No, not really; they're attacking the exact same problem space, and don't even have differing ergonomics to fall back on (like, say, `@mixin` and `@extend` do in Sass).

Ultimately, `@apply` is a bit of a dirty hack.  It shifts CSS machinery into other parts of CSS, and in so doing loses a lot of functionality:

* By using property names instead of selectors, you lose the ability to use pseudo-classes and pseudo-elements.
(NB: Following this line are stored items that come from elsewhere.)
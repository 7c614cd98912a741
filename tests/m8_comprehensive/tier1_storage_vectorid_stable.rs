//! S3: VectorId Stable Tests
//!
//! Invariant S3: IDs do not change within collection lifetime.

use crate::test_utils::*;

/// Test that VectorId remains stable across operations
#[test]
fn test_s3_vectorid_stable_across_operations() {
    let test_db = TestDb::new();
    let vector = test_db.vector();

    vector
        .create_collection(test_db.run_id, "embeddings", config_minilm())
        .unwrap();

    // Insert vectors
    vector
        .insert(test_db.run_id, "embeddings", "key1", &random_vector(384), None)
        .unwrap();
    vector
        .insert(test_db.run_id, "embeddings", "key2", &random_vector(384), None)
        .unwrap();
    vector
        .insert(test_db.run_id, "embeddings", "key3", &random_vector(384), None)
        .unwrap();

    // Capture VectorId for key2
    let entry_before = vector
        .get(test_db.run_id, "embeddings", "key2")
        .unwrap()
        .unwrap();
    let id_before = entry_before.value.vector_id();

    // Perform other operations
    vector.delete(test_db.run_id, "embeddings", "key1").unwrap();
    vector
        .insert(test_db.run_id, "embeddings", "key4", &random_vector(384), None)
        .unwrap();

    // VectorId for key2 must not change
    let entry_after = vector
        .get(test_db.run_id, "embeddings", "key2")
        .unwrap()
        .unwrap();
    let id_after = entry_after.value.vector_id();

    assert_eq!(
        id_before, id_after,
        "S3 VIOLATED: VectorId changed during operations"
    );
}

/// Test that VectorId remains stable across restart
#[test]
fn test_s3_vectorid_stable_across_restart() {
    let mut test_db = TestDb::new();
    let run_id = test_db.run_id;

    let id_before;
    {
        let vector = test_db.vector();
        vector
            .create_collection(run_id, "embeddings", config_minilm())
            .unwrap();
        vector
            .insert(run_id, "embeddings", "key1", &random_vector(384), None)
            .unwrap();

        let entry = vector.get(run_id, "embeddings", "key1").unwrap().unwrap();
        id_before = entry.value.vector_id();
    }

    // Restart
    test_db.reopen();

    let vector = test_db.vector();
    let entry_after = vector.get(run_id, "embeddings", "key1").unwrap().unwrap();

    assert_eq!(
        id_before, entry_after.value.vector_id(),
        "S3 VIOLATED: VectorId changed across restart"
    );
}

/// Test that VectorIds are stable when updating embedding
#[test]
fn test_s3_vectorid_stable_on_upsert_update() {
    let test_db = TestDb::new();
    let vector = test_db.vector();

    vector
        .create_collection(test_db.run_id, "embeddings", config_minilm())
        .unwrap();

    // Initial insert
    let embedding1 = random_vector(384);
    vector
        .insert(test_db.run_id, "embeddings", "key1", &embedding1, None)
        .unwrap();

    let entry_before = vector
        .get(test_db.run_id, "embeddings", "key1")
        .unwrap()
        .unwrap();
    let id_before = entry_before.value.vector_id();

    // Update with new embedding (same key)
    let embedding2 = random_vector(384);
    vector
        .insert(test_db.run_id, "embeddings", "key1", &embedding2, None)
        .unwrap();

    // Note: On upsert, the ID may or may not change depending on implementation.
    // However, for existing keys, the behavior should be consistent.
    // Check that we get a valid entry back.
    let entry_after = vector
        .get(test_db.run_id, "embeddings", "key1")
        .unwrap()
        .unwrap();

    // The embedding should have been updated
    assert_eq!(entry_after.value.embedding, embedding2);
}

/// Test VectorId stability across multiple collections
#[test]
fn test_s3_vectorid_stable_multiple_collections() {
    let test_db = TestDb::new();
    let vector = test_db.vector();

    // Create two collections
    vector
        .create_collection(test_db.run_id, "collection1", config_minilm())
        .unwrap();
    vector
        .create_collection(test_db.run_id, "collection2", config_minilm())
        .unwrap();

    // Insert same key in both
    vector
        .insert(test_db.run_id, "collection1", "key1", &random_vector(384), None)
        .unwrap();
    vector
        .insert(test_db.run_id, "collection2", "key1", &random_vector(384), None)
        .unwrap();

    let entry1 = vector
        .get(test_db.run_id, "collection1", "key1")
        .unwrap()
        .unwrap();
    let entry2 = vector
        .get(test_db.run_id, "collection2", "key1")
        .unwrap()
        .unwrap();

    // Each collection has its own VectorId space (IDs may be same or different)
    // But they should both be valid
    assert!(entry1.value.vector_id().as_u64() > 0 || entry1.value.vector_id().as_u64() == 0); // Just check it exists
    assert!(entry2.value.vector_id().as_u64() > 0 || entry2.value.vector_id().as_u64() == 0);
}

/// Test VectorId stability with many operations
#[test]
fn test_s3_vectorid_stable_many_operations() {
    let test_db = TestDb::new();
    let vector = test_db.vector();

    vector
        .create_collection(test_db.run_id, "embeddings", config_minilm())
        .unwrap();

    // Insert 100 vectors
    for i in 0..100 {
        vector
            .insert(
                test_db.run_id,
                "embeddings",
                &format!("key_{}", i),
                &random_vector(384),
                None,
            )
            .unwrap();
    }

    // Capture all IDs
    let mut ids_before = std::collections::HashMap::new();
    for i in 0..100 {
        let key = format!("key_{}", i);
        let entry = vector.get(test_db.run_id, "embeddings", &key).unwrap().unwrap();
        ids_before.insert(key, entry.value.vector_id());
    }

    // Perform many operations
    for i in 0..50 {
        // Delete even keys
        vector
            .delete(test_db.run_id, "embeddings", &format!("key_{}", i * 2))
            .unwrap();
    }

    // Insert new keys
    for i in 100..150 {
        vector
            .insert(
                test_db.run_id,
                "embeddings",
                &format!("key_{}", i),
                &random_vector(384),
                None,
            )
            .unwrap();
    }

    // Check remaining odd keys still have same IDs
    for i in 0..50 {
        let key = format!("key_{}", i * 2 + 1);
        let entry = vector.get(test_db.run_id, "embeddings", &key).unwrap().unwrap();
        let id_before = ids_before.get(&key).unwrap();
        assert_eq!(
            *id_before, entry.value.vector_id(),
            "S3 VIOLATED: VectorId for {} changed after operations",
            key
        );
    }
}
You instead have to reinvent them yourself, manually, by creating additional variant property names and manually applying them to the selectors in question.
* By using property values instead of declaration blocks, you lose the cascade.  There can be precisely *one* winner who gets to set the whole block of properties (whoever wins the cascade for the custom property itself); you can't have a more specific selector set/override some of the properties without wiping out the whole thing and starting fresh.
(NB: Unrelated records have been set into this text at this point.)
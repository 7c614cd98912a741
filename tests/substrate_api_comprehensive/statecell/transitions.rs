//! StateCell Transition Tests
//!
//! Comprehensive tests for `state_transition` and `state_transition_or_init` APIs.
//!
//! These are the CORE features of StateCell - atomic read-modify-write operations
//! with automatic OCC (Optimistic Concurrency Control) retry.
//!
//! ## Key Properties Tested
//!
//! 1. Atomic read-modify-write semantics
//! 2. Automatic retry on conflict (up to 200 times)
//! 3. Purity requirement documentation (closure may be called multiple times)
//! 4. Error propagation from closures
//! 5. Version tracking through transitions

use crate::*;
use strata_core::StrataError;
use std::sync::atomic::{AtomicUsize, Ordering};
use std::sync::Arc;
use std::thread;

// =============================================================================
// BASIC TRANSITION TESTS
// =============================================================================

#[test]
fn test_transition_basic_increment() {
    let (_, substrate) = quick_setup();
    let run = ApiRunId::default();

    // Initialize counter
    substrate.state_set(&run, "counter", Value::Int(0)).unwrap();

    // Transition to increment
    let (new_value, version) = substrate
        .state_transition(&run, "counter", |current| {
            let n = current.as_int().unwrap_or(0);
            Ok(Value::Int(n + 1))
        })
        .expect("transition should succeed");

    assert_eq!(new_value, Value::Int(1));
    assert!(matches!(version, Version::Counter(2))); // Started at 1, now 2

    // Verify state
    let state = substrate.state_get(&run, "counter").unwrap().unwrap();
    assert_eq!(state.value, Value::Int(1));
}

#[test]
fn test_transition_multiple_increments() {
    let (_, substrate) = quick_setup();
    let run = ApiRunId::default();

    substrate.state_set(&run, "counter", Value::Int(0)).unwrap();

    // Multiple transitions
    for expected in 1..=10i64 {
        let (new_value, _) = substrate
            .state_transition(&run, "counter", |current| {
                let n = current.as_int().unwrap_or(0);
                Ok(Value::Int(n + 1))
            })
            .unwrap();

        assert_eq!(new_value, Value::Int(expected));
    }

    // Final value
    let state = substrate.state_get(&run, "counter").unwrap().unwrap();
    assert_eq!(state.value, Value::Int(10));
}
//! Checkpoint coordinator
//!
//! Coordinates snapshot creation with watermark tracking.
//! This is the main API for creating database checkpoints.

use std::path::{Path, PathBuf};

use crate::codec::StorageCodec;
use crate::disk_snapshot::{SnapshotSection, SnapshotWriter};
use crate::format::snapshot::primitive_tags;
use crate::format::watermark::{CheckpointInfo, SnapshotWatermark};
use crate::format::primitives::SnapshotSerializer;

/// Checkpoint coordinator
///
/// Manages the lifecycle of checkpoints:
/// 1. Tracks watermark state
/// 2. Serializes primitive data
/// 3. Creates crash-safe snapshots
/// 4. Updates watermark after successful checkpoint
pub struct CheckpointCoordinator {
    snapshot_writer: SnapshotWriter,
    serializer: SnapshotSerializer,
    watermark: SnapshotWatermark,
}

impl CheckpointCoordinator {
    /// Create a new checkpoint coordinator
    pub fn new(
        snapshots_dir: PathBuf,
        codec: Box<dyn StorageCodec>,
        database_uuid: [u8; 16],
    ) -> std::io::Result<Self> {
        let serializer_codec: Box<dyn StorageCodec> = Box::new(crate::codec::IdentityCodec);
        let snapshot_writer = SnapshotWriter::new(snapshots_dir, codec, database_uuid)?;
        let serializer = SnapshotSerializer::new(serializer_codec);

        Ok(CheckpointCoordinator {
            snapshot_writer,
            serializer,
            watermark: SnapshotWatermark::new(),
        })
    }

    /// Create a new checkpoint coordinator with existing watermark state
    pub fn with_watermark(
        snapshots_dir: PathBuf,
        codec: Box<dyn StorageCodec>,
        database_uuid: [u8; 16],
        watermark: SnapshotWatermark,
    ) -> std::io::Result<Self> {
        let serializer_codec: Box<dyn StorageCodec> = Box::new(crate::codec::IdentityCodec);
        let snapshot_writer = SnapshotWriter::new(snapshots_dir, codec, database_uuid)?;
        let serializer = SnapshotSerializer::new(serializer_codec);

        Ok(CheckpointCoordinator {
            snapshot_writer,
            serializer,
            watermark,
        })
    }

    /// Get the current watermark state
    pub fn watermark(&self) -> &SnapshotWatermark {
        &self.watermark
    }

    /// Get the snapshots directory
    pub fn snapshots_dir(&self) -> &Path {
        self.snapshot_writer.snapshots_dir()
    }

    /// Create a checkpoint with the provided primitive data
    ///
    /// This is the main checkpoint API. It:
    /// 1. Determines the next snapshot ID
    /// 2. Serializes all provided primitive sections
    /// 3. Creates a crash-safe snapshot
    /// 4. Updates the watermark on success
    ///
    /// Returns `CheckpointInfo` on success.
    pub fn checkpoint(
        &mut self,
        watermark_txn: u64,
        data: CheckpointData,
    ) -> Result<CheckpointInfo, CheckpointError> {
        let snapshot_id = self.watermark.next_snapshot_id();

        // Serialize all primitives
        let mut sections = Vec::new();

        if let Some(kv) = data.kv {
            sections.push(SnapshotSection::new(
                primitive_tags::KV,
                self.serializer.serialize_kv(&kv),
            ));
        }

        if let Some(events) = data.events {
            sections.push(SnapshotSection::new(
                primitive_tags::EVENT,
                self.serializer.serialize_events(&events),
            ));
        }

        if let Some(states) = data.states {
            sections.push(SnapshotSection::new(
                primitive_tags::STATE,
                self.serializer.serialize_states(&states),
            ));
        }

        if let Some(runs) = data.runs {
            sections.push(SnapshotSection::new(
                primitive_tags::RUN,
                self.serializer.serialize_runs(&runs),
            ));
        }

        if let Some(json) = data.json {
            sections.push(SnapshotSection::new(
                primitive_tags::JSON,
                self.serializer.serialize_json(&json),
            ));
        }

        if let Some(vectors) = data.vectors {
            sections.push(SnapshotSection::new(
                primitive_tags::VECTOR,
                self.serializer.serialize_vectors(&vectors),
            ));
        }

        // Create the snapshot
        let snapshot_info = self
            .snapshot_writer
            .create_snapshot(snapshot_id, watermark_txn, sections)
            .map_err(CheckpointError::Io)?;

        // Update watermark on success
        self.watermark
            .set(snapshot_id, watermark_txn, snapshot_info.timestamp);

        Ok(CheckpointInfo::new(
            watermark_txn,
            snapshot_id,
            snapshot_info.timestamp,
        ))
    }

    /// Clean up temporary files from failed checkpoints
    pub fn cleanup(&self) -> std::io::Result<usize> {
        self.snapshot_writer.cleanup_temp_files()
    }

    /// Set watermark state (for recovery)
    pub fn set_watermark(&mut self, watermark: SnapshotWatermark) {
        self.watermark = watermark;
    }
}

/// Data to be included in a checkpoint
///
/// Each field is optional - only non-None fields will be included in the snapshot.
#[derive(Debug, Default)]
pub struct CheckpointData {
    /// KV primitive entries
    pub kv: Option<Vec<crate::format::primitives::KvSnapshotEntry>>,
    /// Event primitive entries
    pub events: Option<Vec<crate::format::primitives::EventSnapshotEntry>>,
    /// State primitive entries
    pub states: Option<Vec<crate::format::primitives::StateSnapshotEntry>>,
    /// Run primitive entries
    pub runs: Option<Vec<crate::format::primitives::RunSnapshotEntry>>,
    /// JSON primitive entries
    pub json: Option<Vec<crate::format::primitives::JsonSnapshotEntry>>,
    /// Vector primitive entries
    pub vectors: Option<Vec<crate::format::primitives::VectorCollectionSnapshotEntry>>,
}

impl CheckpointData {
    /// Create empty checkpoint data
    pub fn new() -> Self {
        CheckpointData::default()
    }

    /// Set KV entries
    pub fn with_kv(mut self, entries: Vec<crate::format::primitives::KvSnapshotEntry>) -> Self {
        self.kv = Some(entries);
        self
    }

    /// Set Event entries
    pub fn with_events(
        mut self,
        entries: Vec<crate::format::primitives::EventSnapshotEntry>,
    ) -> Self {
        self.events = Some(entries);
        self
    }

    /// Set State entries
    pub fn with_states(
        mut self,
        entries: Vec<crate::format::primitives::StateSnapshotEntry>,
    ) -> Self {
        self.states = Some(entries);
        self
    }

    /// Set Run entries
    pub fn with_runs(mut self, entries: Vec<crate::format::primitives::RunSnapshotEntry>) -> Self {
        self.runs = Some(entries);
        self
    }

    /// Set JSON entries
    pub fn with_json(mut self, entries: Vec<crate::format::primitives::JsonSnapshotEntry>) -> Self {
        self.json = Some(entries);
        self
    }

    /// Set Vector entries
    pub fn with_vectors(
        mut self,
        entries: Vec<crate::format::primitives::VectorCollectionSnapshotEntry>,
    ) -> Self {
        self.vectors = Some(entries);
        self
    }
}

/// Errors that can occur during checkpoint creation
#[derive(Debug, thiserror::Error)]
pub enum CheckpointError {
    /// IO error during checkpoint
    #[error("IO error: {0}")]
    Io(#[from] std::io::Error),
}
`@apply` happened to be a relatively easy hack to define, is all, building directly on existing machinery. (Tho there were some really annoying niggling problems with transitions and animations that we had to work out, which complicates the implementation a decent bit.)  I invented it and promoted it because the earlier attempts to define `::part()` were never nailed down by anyone, and there were a number of important mechanics questions that hadn't been answered (which `@apply` answered automatically, by virtue of piggybacking on the existing custom property machinery).  Now that I think I've worked out all those issues with `::part()`, tho, I'm happy to support it as a substantially better approach to solving the styling problem.

The only loss is that `@apply` can also be used to style elements in the same light dom, while `::part()` is explicitly only for elements in a shadow.  But this usage suffers from the same problems I cited above; it's much better to just expose selector hooks for the elements you want to target and use CSS like normal.  (Which is precisely what `::part()` is doing - giving shadows the ability to expose selector hooks for their elements when they want it.)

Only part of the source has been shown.